Dr. Mesana agreed, but urges caution: “We’re trying to offer newer, less-invasive procedures, but we do sometimes have to be careful that less invasive does not mean less efficient. We’re moving into this field with caution and are gradually understanding which procedures are the best for patients. I think, eventually, you’re going to see surgeons doing things closer to what interventional cardiologists are doing.”

“I think we’re going to see the blending of those two disciplines—cardiology and cardiac surgery—they’re going to start sharing the same procedure types, and universities are going to have to start thinking about that when it comes to training these physicians,” concurred Sherrard.

The movement toward less-invasive treatment also impacts cardiac anesthesiology, said Dr. Robblee. “More of our work is going to be done outside of the traditional cardiac operating room for these less-invasive and electrophysiology techniques that are coming down the pipeline. A great number of them require anesthesia support, and we recognize that our job will move somewhat away from its focus on the operating room and the ICU, and into those other areas.”

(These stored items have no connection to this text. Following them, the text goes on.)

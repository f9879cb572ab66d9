//! Git-backed content store.
//!
//! Shells out to the `git` binary with the store location as working
//! directory. Not safe for concurrent use; see `crate::queue`.

use super::command::{run_command, CommandError};
use super::layout::{commit_author, iconfile_path, ContentChange};
use super::{ContentError, ContentResult, ContentStore};
use crate::model::icon::{Iconfile, IconfileDescriptor};
use log::{info, warn};
use std::fs;
use std::io::{self, Write};
use std::path::{Path, PathBuf};
use std::sync::atomic::{AtomicBool, Ordering};

/// When set to `true`, commits run a non-existent git subcommand and fail.
pub const SIMULATE_COMMIT_FAILURE_ENV: &str = "ICONREPO_SIMULATE_COMMIT_FAILURE";

const GIT: &str = "git";
const COMMIT_SUBCOMMAND: &str = "commit";
const SIMULATED_COMMIT_SUBCOMMAND: &str = "procyon-lotor";
const REPO_USER_NAME: &str = "Icon Repo Server";
const REPO_USER_EMAIL: &str = "IconRepoServer@UIToolBox";
const FILE_MODE: u32 = 0o700;

/// Content store persisting iconfiles as commits in a git working tree.
#[derive(Debug)]
pub struct GitContentStore {
    location: PathBuf,
    simulate_commit_failure: AtomicBool,
}

impl GitContentStore {
    /// Creates a handle without touching the filesystem.
    ///
    /// Reads [`SIMULATE_COMMIT_FAILURE_ENV`] once.
    pub fn new(location: impl Into<PathBuf>) -> Self {
        let simulate = std::env::var(SIMULATE_COMMIT_FAILURE_ENV)
            .map(|value| value.trim().eq_ignore_ascii_case("true"))
            .unwrap_or(false);
        Self {
            location: location.into(),
            simulate_commit_failure: AtomicBool::new(simulate),
        }
    }

    /// Opens the store at `location`, creating and configuring a repository
    /// when none exists yet.
    ///
    /// # Errors
    /// - `location` exists and is not a directory.
    /// - Any bootstrap command fails.
    pub fn initialize(location: impl Into<PathBuf>) -> ContentResult<Self> {
        let store = Self::new(location);
        store
            .init_repository()
            .map_err(|source| ContentError::Init {
                location: store.location.clone(),
                source: Box::new(source),
            })?;
        Ok(store)
    }

    /// Makes every following commit fail until switched off again.
    pub fn set_simulated_commit_failure(&self, enabled: bool) {
        self.simulate_commit_failure.store(enabled, Ordering::SeqCst);
    }

    pub fn with_simulated_commit_failure(self, enabled: bool) -> Self {
        self.set_simulated_commit_failure(enabled);
        self
    }

    /// Absolute path of an iconfile in the working tree.
    pub fn absolute_path(&self, icon_name: &str, descriptor: &IconfileDescriptor) -> PathBuf {
        self.location.join(iconfile_path(icon_name, descriptor))
    }

    /// SHA of HEAD, or `None` before the first commit.
    pub fn head_commit(&self) -> ContentResult<Option<String>> {
        if self.commit_count()? == 0 {
            return Ok(None);
        }
        let sha = self.run_command(&["rev-parse", "HEAD"])?;
        Ok(Some(sha.trim().to_string()))
    }

    /// Number of commits reachable from any ref.
    pub fn commit_count(&self) -> ContentResult<usize> {
        let out = self.run_command(&["rev-list", "--all", "--count"])?;
        out.trim().parse::<usize>().map_err(|err| ContentError::Io {
            operation: "parse commit count",
            path: self.location.clone(),
            source: io::Error::new(io::ErrorKind::InvalidData, err),
        })
    }

    /// Porcelain status lines; empty when the working tree is clean.
    pub fn status(&self) -> ContentResult<Vec<String>> {
        let out = self.run_command(&["status", "--porcelain", "--untracked-files=all"])?;
        Ok(out
            .lines()
            .filter(|line| !line.trim().is_empty())
            .map(str::to_string)
            .collect())
    }

    /// Full message of the HEAD commit.
    pub fn last_commit_message(&self) -> ContentResult<String> {
        let out = self.run_command(&["log", "-1", "--format=%B"])?;
        Ok(out.trim_end().to_string())
    }

    /// Author line (`name <email>`) of the HEAD commit.
    pub fn last_commit_author(&self) -> ContentResult<String> {
        let out = self.run_command(&["log", "-1", "--format=%an <%ae>"])?;
        Ok(out.trim_end().to_string())
    }

    fn init_repository(&self) -> ContentResult<()> {
        match fs::metadata(&self.location) {
            Ok(meta) if !meta.is_dir() => {
                return Err(ContentError::NotADirectory(self.location.clone()));
            }
            Ok(_) if self.location.join(".git").is_dir() => {
                info!(
                    "event=content_init module=content status=ok mode=existing location={}",
                    self.location.display()
                );
                return Ok(());
            }
            Ok(_) => {}
            Err(err) if err.kind() == io::ErrorKind::NotFound => {
                create_private_dir_all(&self.location).map_err(|source| ContentError::Io {
                    operation: "create content store directory",
                    path: self.location.clone(),
                    source,
                })?;
            }
            Err(source) => {
                return Err(ContentError::Io {
                    operation: "inspect content store location",
                    path: self.location.clone(),
                    source,
                });
            }
        }

        for args in [
            vec!["init"],
            vec!["config", "user.name", REPO_USER_NAME],
            vec!["config", "user.email", REPO_USER_EMAIL],
            vec!["config", "commit.gpgsign", "false"],
        ] {
            self.run_command(&args)?;
        }

        info!(
            "event=content_init module=content status=ok mode=created location={}",
            self.location.display()
        );
        Ok(())
    }

    fn commit_subcommand(&self) -> &'static str {
        if self.simulate_commit_failure.load(Ordering::SeqCst) {
            SIMULATED_COMMIT_SUBCOMMAND
        } else {
            COMMIT_SUBCOMMAND
        }
    }
}

impl ContentStore for GitContentStore {
    fn location(&self) -> &Path {
        &self.location
    }

    fn write_file(&self, icon_name: &str, iconfile: &Iconfile) -> ContentResult<String> {
        let relative = iconfile_path(icon_name, &iconfile.descriptor());
        let target = self.location.join(&relative);
        if let Some(parent) = target.parent() {
            create_private_dir_all(parent).map_err(|source| ContentError::Io {
                operation: "create iconfile directory",
                path: parent.to_path_buf(),
                source,
            })?;
        }
        write_private_file(&target, &iconfile.content).map_err(|source| ContentError::Io {
            operation: "write iconfile",
            path: target.clone(),
            source,
        })?;
        Ok(relative)
    }

    fn remove_file(
        &self,
        icon_name: &str,
        descriptor: &IconfileDescriptor,
    ) -> ContentResult<String> {
        let relative = iconfile_path(icon_name, descriptor);
        let target = self.location.join(&relative);
        match fs::remove_file(&target) {
            Ok(()) => Ok(relative),
            Err(err) if err.kind() == io::ErrorKind::NotFound => {
                Err(ContentError::IconfileNotFound {
                    icon_name: icon_name.to_string(),
                    descriptor: descriptor.clone(),
                })
            }
            Err(source) => Err(ContentError::Io {
                operation: "remove iconfile",
                path: target,
                source,
            }),
        }
    }

    fn stage_and_commit(
        &self,
        changed_paths: &[String],
        change: &ContentChange,
        author: &str,
    ) -> ContentResult<()> {
        let commit_err = |source: CommandError| ContentError::Commit {
            paths: changed_paths.to_vec(),
            source,
        };

        run_command(GIT, &["add", "-A"], &self.location).map_err(commit_err)?;

        let message = change.commit_message(changed_paths, author);
        let author_arg = format!("--author={}", commit_author(author));
        run_command(
            GIT,
            &[
                self.commit_subcommand(),
                "-m",
                message.as_str(),
                author_arg.as_str(),
            ],
            &self.location,
        )
        .map_err(commit_err)?;
        Ok(())
    }

    fn rollback(&self) {
        let has_head = matches!(self.commit_count(), Ok(count) if count > 0);
        let reset: &[&str] = if has_head {
            &["reset", "--hard", "HEAD"]
        } else {
            // Unborn HEAD: nothing to reset to, only the index to clear.
            &["read-tree", "--empty"]
        };
        let clean: &[&str] = &["clean", "-qfdx"];

        for args in [reset, clean] {
            if let Err(err) = self.run_command(args) {
                warn!(
                    "event=content_rollback module=content status=error args={:?} error={}",
                    args, err
                );
            }
        }
        info!(
            "event=content_rollback module=content status=done location={}",
            self.location.display()
        );
    }

    fn run_command(&self, args: &[&str]) -> ContentResult<String> {
        Ok(run_command(GIT, args, &self.location)?)
    }
}

#[cfg(unix)]
fn create_private_dir_all(path: &Path) -> io::Result<()> {
    use std::os::unix::fs::DirBuilderExt;
    fs::DirBuilder::new()
        .recursive(true)
        .mode(FILE_MODE)
        .create(path)
}

#[cfg(not(unix))]
fn create_private_dir_all(path: &Path) -> io::Result<()> {
    fs::create_dir_all(path)
}

#[cfg(unix)]
fn write_private_file(path: &Path, content: &[u8]) -> io::Result<()> {
    use std::os::unix::fs::OpenOptionsExt;
    let mut file = fs::OpenOptions::new()
        .write(true)
        .create(true)
        .truncate(true)
        .mode(FILE_MODE)
        .open(path)?;
    file.write_all(content)?;
    file.sync_all()
}

#[cfg(not(unix))]
fn write_private_file(path: &Path, content: &[u8]) -> io::Result<()> {
    let mut file = fs::File::create(path)?;
    file.write_all(content)?;
    file.sync_all()
}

Dr. Ruddy sees technology in interventional cardiology and electrophysiology continuing to improve, providing additional options to surgery. These include better stents with smaller sizes available to open smaller arteries and more effective ablation techniques for treating irregular heart rhythms. He singled out atrial fibrillation as a growing problem with an aging population. While the condition is usually not fatal, it severely compromises quality of life and increases the risk for stroke. In addition, he added, with improved imaging techniques, “we’re identifying more disease earlier, and once you identify a disease, you can treat it earlier.”

The “missing piece” in early prevention, explained Dr. Roberts, “is the part that’s due to genetics,” which may account for about half of any individual’s risk for cardiovascular disease. Research at the Heart Institute, and worldwide, has begun to understand the genetic variations that contribute to cardiovascular disease risk, and how those factors interact with an individual’s lifestyle and environment, he commented.

Funding and the Future

Dr. Robert Roberts
Dr. Robert Roberts

Whether the drop of cardiovascular di-sease to the number two killer in Canada will affect funding, either for research or clinical care, is not yet clear. “I think it will have implications for funding, but that makes sense,” said Dr. Mesana. “What we’ll have to do is pay attention to what we do with our money.”

In contrast, “I’m not sure that will have that big of an effect on funding since it’s still a major cause of premature death,” thought Dr. Robblee. “I don’t think we’re going to say we’ve reached our goal, so we’re not going to fund these things to the same extent anymore—we’d lose progress.”

For the Heart Institute itself, explained Dr. Roberts, research funding has actually increased 90 per cent since 2004, and endowments have doubled. “All of that has happened at about the same time that our clinical load in some areas has almost doubled,” he said.

“We’re doing a good job at preventing and treating heart disease, but it would be a mistake to think that it’s now on its way to elimination. It’s still number two, and it still kills a lot of people,” continued Dr. Roberts.

The participants agreed that to build on the impressive gains made in cardiovascular medicine will require continued research and innovation. Just as important as advances in technology, treatment and surgical technique will be new approaches in the delivery of care, increased collaboration across specialty areas and a willingness to prioritize prevention. “There’s still a lot of work to do in cardiovascular medicine,” agreed Dr. Robblee. “We want to get down to the next level—we’ve been passed by cancer, and hopefully we’ll be passed by something else before too long.”